THE PROBLEM: Write down exactly the lines of the records below, beginning with the first and ending with the line that includes "use std::time::Duration;".

* * * * *

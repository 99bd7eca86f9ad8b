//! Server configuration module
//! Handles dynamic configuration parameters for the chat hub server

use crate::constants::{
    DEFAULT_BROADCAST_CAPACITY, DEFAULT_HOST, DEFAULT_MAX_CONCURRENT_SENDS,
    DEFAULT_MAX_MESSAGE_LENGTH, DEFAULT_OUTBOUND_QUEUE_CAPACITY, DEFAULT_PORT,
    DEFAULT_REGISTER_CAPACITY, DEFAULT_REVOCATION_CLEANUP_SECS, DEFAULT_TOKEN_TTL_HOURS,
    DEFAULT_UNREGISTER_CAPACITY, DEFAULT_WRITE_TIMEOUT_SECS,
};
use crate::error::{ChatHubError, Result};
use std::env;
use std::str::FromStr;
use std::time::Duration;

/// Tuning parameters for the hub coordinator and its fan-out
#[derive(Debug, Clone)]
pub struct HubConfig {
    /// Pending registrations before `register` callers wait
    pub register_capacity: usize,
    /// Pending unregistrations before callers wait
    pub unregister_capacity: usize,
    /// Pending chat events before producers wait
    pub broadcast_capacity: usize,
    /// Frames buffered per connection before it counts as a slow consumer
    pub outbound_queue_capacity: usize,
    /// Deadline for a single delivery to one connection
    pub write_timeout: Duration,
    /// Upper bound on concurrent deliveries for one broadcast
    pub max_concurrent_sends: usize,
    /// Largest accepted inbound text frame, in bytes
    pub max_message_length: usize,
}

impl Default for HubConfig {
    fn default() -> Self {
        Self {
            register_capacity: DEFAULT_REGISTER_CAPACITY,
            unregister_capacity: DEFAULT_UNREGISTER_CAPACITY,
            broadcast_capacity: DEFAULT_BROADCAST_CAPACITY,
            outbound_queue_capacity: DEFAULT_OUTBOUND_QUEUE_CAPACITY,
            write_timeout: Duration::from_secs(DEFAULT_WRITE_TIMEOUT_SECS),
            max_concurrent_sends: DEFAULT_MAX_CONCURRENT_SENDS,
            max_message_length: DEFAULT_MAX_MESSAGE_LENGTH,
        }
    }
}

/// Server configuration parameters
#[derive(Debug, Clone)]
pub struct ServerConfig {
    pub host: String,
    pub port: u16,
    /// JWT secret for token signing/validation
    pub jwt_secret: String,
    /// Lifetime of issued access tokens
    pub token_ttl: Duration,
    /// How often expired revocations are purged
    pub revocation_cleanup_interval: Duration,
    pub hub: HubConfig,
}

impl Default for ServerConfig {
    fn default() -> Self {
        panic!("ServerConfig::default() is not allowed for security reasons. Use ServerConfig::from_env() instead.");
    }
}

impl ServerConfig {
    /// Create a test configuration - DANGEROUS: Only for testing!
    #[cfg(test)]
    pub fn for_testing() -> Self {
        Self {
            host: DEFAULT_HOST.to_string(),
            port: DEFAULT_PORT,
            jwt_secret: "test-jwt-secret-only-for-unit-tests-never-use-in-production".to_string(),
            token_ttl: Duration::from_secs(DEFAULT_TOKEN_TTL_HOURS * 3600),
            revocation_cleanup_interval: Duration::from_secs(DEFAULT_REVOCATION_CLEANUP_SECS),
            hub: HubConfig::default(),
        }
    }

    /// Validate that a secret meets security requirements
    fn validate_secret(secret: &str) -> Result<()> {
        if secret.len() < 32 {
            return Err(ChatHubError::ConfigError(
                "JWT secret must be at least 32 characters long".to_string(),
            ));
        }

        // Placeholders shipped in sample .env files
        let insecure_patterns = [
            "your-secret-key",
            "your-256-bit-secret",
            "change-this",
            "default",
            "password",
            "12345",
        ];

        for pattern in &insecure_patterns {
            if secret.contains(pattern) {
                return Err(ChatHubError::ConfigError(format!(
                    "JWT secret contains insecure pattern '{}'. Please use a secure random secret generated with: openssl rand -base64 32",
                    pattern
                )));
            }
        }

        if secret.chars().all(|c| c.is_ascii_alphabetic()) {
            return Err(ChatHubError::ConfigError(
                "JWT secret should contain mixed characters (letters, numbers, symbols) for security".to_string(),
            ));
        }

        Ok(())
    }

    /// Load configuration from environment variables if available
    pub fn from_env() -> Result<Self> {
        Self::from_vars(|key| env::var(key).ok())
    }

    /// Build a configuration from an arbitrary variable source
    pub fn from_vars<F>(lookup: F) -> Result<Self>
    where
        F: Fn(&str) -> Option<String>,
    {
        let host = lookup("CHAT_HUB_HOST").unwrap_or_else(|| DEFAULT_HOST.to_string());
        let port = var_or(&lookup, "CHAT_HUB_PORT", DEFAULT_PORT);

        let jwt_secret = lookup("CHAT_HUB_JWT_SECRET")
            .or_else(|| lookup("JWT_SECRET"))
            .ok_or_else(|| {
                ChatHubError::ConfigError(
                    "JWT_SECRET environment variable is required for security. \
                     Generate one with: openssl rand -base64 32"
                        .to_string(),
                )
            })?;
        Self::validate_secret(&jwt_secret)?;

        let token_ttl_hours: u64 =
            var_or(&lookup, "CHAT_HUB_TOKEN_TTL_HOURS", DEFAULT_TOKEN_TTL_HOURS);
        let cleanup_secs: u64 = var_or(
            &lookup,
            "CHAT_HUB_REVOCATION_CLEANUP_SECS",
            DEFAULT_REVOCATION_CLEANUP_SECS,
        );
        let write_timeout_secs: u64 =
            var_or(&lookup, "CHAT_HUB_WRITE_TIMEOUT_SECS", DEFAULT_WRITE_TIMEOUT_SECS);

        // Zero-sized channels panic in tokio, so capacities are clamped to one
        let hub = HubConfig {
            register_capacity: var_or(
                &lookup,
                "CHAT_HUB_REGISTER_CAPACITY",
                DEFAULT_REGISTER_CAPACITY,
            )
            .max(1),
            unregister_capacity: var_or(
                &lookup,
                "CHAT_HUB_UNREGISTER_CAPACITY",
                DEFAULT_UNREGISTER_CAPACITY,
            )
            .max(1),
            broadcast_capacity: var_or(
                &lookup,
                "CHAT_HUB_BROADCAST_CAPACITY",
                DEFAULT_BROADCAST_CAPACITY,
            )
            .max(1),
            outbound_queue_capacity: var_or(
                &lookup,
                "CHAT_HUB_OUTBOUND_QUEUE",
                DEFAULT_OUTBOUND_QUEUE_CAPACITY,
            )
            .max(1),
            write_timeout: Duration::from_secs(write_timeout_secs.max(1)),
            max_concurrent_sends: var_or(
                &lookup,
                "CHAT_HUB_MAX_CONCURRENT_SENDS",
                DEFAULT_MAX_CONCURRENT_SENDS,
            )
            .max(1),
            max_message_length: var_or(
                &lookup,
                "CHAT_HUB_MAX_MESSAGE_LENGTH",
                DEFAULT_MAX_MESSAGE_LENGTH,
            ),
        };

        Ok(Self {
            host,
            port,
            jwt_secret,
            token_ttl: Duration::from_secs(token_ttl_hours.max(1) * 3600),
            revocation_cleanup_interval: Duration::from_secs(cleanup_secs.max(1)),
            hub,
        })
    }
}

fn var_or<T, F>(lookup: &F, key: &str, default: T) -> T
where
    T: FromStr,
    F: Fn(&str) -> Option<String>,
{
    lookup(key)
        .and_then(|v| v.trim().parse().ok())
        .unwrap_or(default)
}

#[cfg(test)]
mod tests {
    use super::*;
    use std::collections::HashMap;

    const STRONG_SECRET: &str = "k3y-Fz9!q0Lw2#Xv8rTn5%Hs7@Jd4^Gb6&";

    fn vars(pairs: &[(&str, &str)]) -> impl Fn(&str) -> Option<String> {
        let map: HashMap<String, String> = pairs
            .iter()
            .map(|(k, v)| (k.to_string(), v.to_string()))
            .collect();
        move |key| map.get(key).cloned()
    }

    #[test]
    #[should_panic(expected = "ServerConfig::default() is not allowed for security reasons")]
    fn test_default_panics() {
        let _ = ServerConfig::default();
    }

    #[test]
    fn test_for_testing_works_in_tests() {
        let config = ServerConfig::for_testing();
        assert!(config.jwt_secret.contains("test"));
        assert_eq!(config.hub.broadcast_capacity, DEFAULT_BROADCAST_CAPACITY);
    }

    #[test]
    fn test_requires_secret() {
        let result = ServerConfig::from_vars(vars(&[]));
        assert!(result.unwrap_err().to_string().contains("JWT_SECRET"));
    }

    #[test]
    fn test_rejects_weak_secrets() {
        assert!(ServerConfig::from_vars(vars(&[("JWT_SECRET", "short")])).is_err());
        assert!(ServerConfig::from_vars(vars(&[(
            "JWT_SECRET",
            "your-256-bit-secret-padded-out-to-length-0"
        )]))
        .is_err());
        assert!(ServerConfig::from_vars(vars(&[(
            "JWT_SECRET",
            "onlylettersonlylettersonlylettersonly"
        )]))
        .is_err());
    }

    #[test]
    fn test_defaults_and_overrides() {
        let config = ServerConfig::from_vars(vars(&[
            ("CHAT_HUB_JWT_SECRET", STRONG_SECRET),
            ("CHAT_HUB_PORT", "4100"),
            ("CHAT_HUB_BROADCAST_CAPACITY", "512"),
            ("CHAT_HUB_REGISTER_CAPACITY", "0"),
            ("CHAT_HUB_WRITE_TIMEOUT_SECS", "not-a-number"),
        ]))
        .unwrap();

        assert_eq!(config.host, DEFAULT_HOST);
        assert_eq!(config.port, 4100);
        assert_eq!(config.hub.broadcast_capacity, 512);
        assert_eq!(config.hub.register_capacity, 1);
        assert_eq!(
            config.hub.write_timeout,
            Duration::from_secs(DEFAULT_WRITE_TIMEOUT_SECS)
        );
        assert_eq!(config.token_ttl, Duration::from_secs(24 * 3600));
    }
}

* * * * *

OUTPUT FOR THIS TASK:
repository 99bd7eca86f9ad8b
//! Server configuration module
//! Handles dynamic configuration parameters for the chat hub server

use crate::constants::{
    DEFAULT_BROADCAST_CAPACITY, DEFAULT_HOST, DEFAULT_MAX_CONCURRENT_SENDS,
    DEFAULT_MAX_MESSAGE_LENGTH, DEFAULT_OUTBOUND_QUEUE_CAPACITY, DEFAULT_PORT,
    DEFAULT_REGISTER_CAPACITY, DEFAULT_REVOCATION_CLEANUP_SECS, DEFAULT_TOKEN_TTL_HOURS,
    DEFAULT_UNREGISTER_CAPACITY, DEFAULT_WRITE_TIMEOUT_SECS,
};
use crate::error::{ChatHubError, Result};
use std::env;
use std::str::FromStr;
use std::time::Duration;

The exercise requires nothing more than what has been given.